As part of an ongoing initiative to help improve neighborhoods in the area, city officials and leaders went from one house to the next, giving residents the chance to address concerns or share ideas–that would better their community.
“We have families all in the area and people drive through at excessive speeds and it just makes me worried because the kids are outside playing and I don’t want anybody to get hurt,” said resident Melissa Purnell.
Community leaders say initiatives like these are critical in reminding families that they matter, and that their voices should be heard.

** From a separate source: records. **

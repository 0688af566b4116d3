//! Estimated origin-destination flows.

use crate::statistics::mean_trip_length;
use crate::zone::ZoneId;
use indexmap::IndexMap;
use serde::{Deserialize, Serialize};

/// Estimated flow for one friction record.
#[derive(Debug, Clone, PartialEq, Serialize, Deserialize)]
pub struct FlowRecord {
    pub origin: ZoneId,
    pub destination: ZoneId,
    pub flow: f64,
    /// Travel time carried over from the friction record, if any.
    #[serde(default, skip_serializing_if = "Option::is_none")]
    pub travel_time: Option<f64>,
}

/// Flow estimate, one record per input friction record and in the same order.
#[derive(Debug, Clone, Default, PartialEq, Serialize, Deserialize)]
pub struct FlowTable {
    records: Vec<FlowRecord>,
}

impl FlowTable {
    pub fn new(records: Vec<FlowRecord>) -> Self {
        Self { records }
    }

    pub fn records(&self) -> &[FlowRecord] {
        &self.records
    }

    pub fn len(&self) -> usize {
        self.records.len()
    }

    pub fn is_empty(&self) -> bool {
        self.records.is_empty()
    }

    pub fn iter(&self) -> impl Iterator<Item = &FlowRecord> {
        self.records.iter()
    }

    /// Flow for an ordered pair, `None` if the pair is not in the table.
    pub fn get(&self, origin: &ZoneId, destination: &ZoneId) -> Option<f64> {
        self.records
            .iter()
            .find(|r| &r.origin == origin && &r.destination == destination)
            .map(|r| r.flow)
    }

    pub fn total(&self) -> f64 {
        self.records.iter().map(|r| r.flow).sum()
    }

    /// Total outgoing flow per origin zone, in order of first appearance.
    pub fn row_sums(&self) -> IndexMap<ZoneId, f64> {
        let mut sums = IndexMap::new();
        for r in &self.records {
            *sums.entry(r.origin.clone()).or_insert(0.0) += r.flow;
        }
        sums
    }

    /// Total incoming flow per destination zone, in order of first appearance.
    pub fn column_sums(&self) -> IndexMap<ZoneId, f64> {
        let mut sums = IndexMap::new();
        for r in &self.records {
            *sums.entry(r.destination.clone()).or_insert(0.0) += r.flow;
        }
        sums
    }

    /// Flow-weighted mean travel time over records that carry a travel time.
    ///
    /// Returns `None` when no flow has a travel time attached.
    pub fn mean_trip_length(&self) -> Option<f64> {
        mean_trip_length(
            self.records
                .iter()
                .filter_map(|r| r.travel_time.map(|t| (r.flow, t))),
        )
    }
}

“When you’re making decisions for people you should get out and know who those people are, what problems those people have,” said youth development specialist for the city of Salisbury, Jermichael Mitchell.
And residents we spoke with tell us discussing their concerns with officials face to makes all the difference.
“It makes me feel good that he’s coming out to a neighborhood like this where you don’t feel like you stick out in Salisbury but it makes you feel good that they actually care,” said Purnell.
Day also tells 47 hat the city still has plans to continue these walk and talk initiatives throughout local neighborhoods. He adds that the next one will take place sometime in June
Before Salisbury officials went around the neighborhood talking with families, they held a pop up shop for the youth throughout the community. Community leaders say they set up two shops one at the Truitt Street Community Center. The other one at the Doverdale Park. Salisbury police officers, firefighters, and other volunteers were at the pop up tents to chat with students and offer snacks. They say the idea behind it was to engage the youth and give students a better way to connect and communicate with their local officials.
“The community can’t always make it downtown to the city government and city hall and to meetings and things of that nature so it’s always good to go out and meet the community where they are so I think it’s just a great opportunity,” said neighborhood relations manager Kevin Lindsay.
Lindsay adds that they expect to hold another pop up shop initiative later on in May.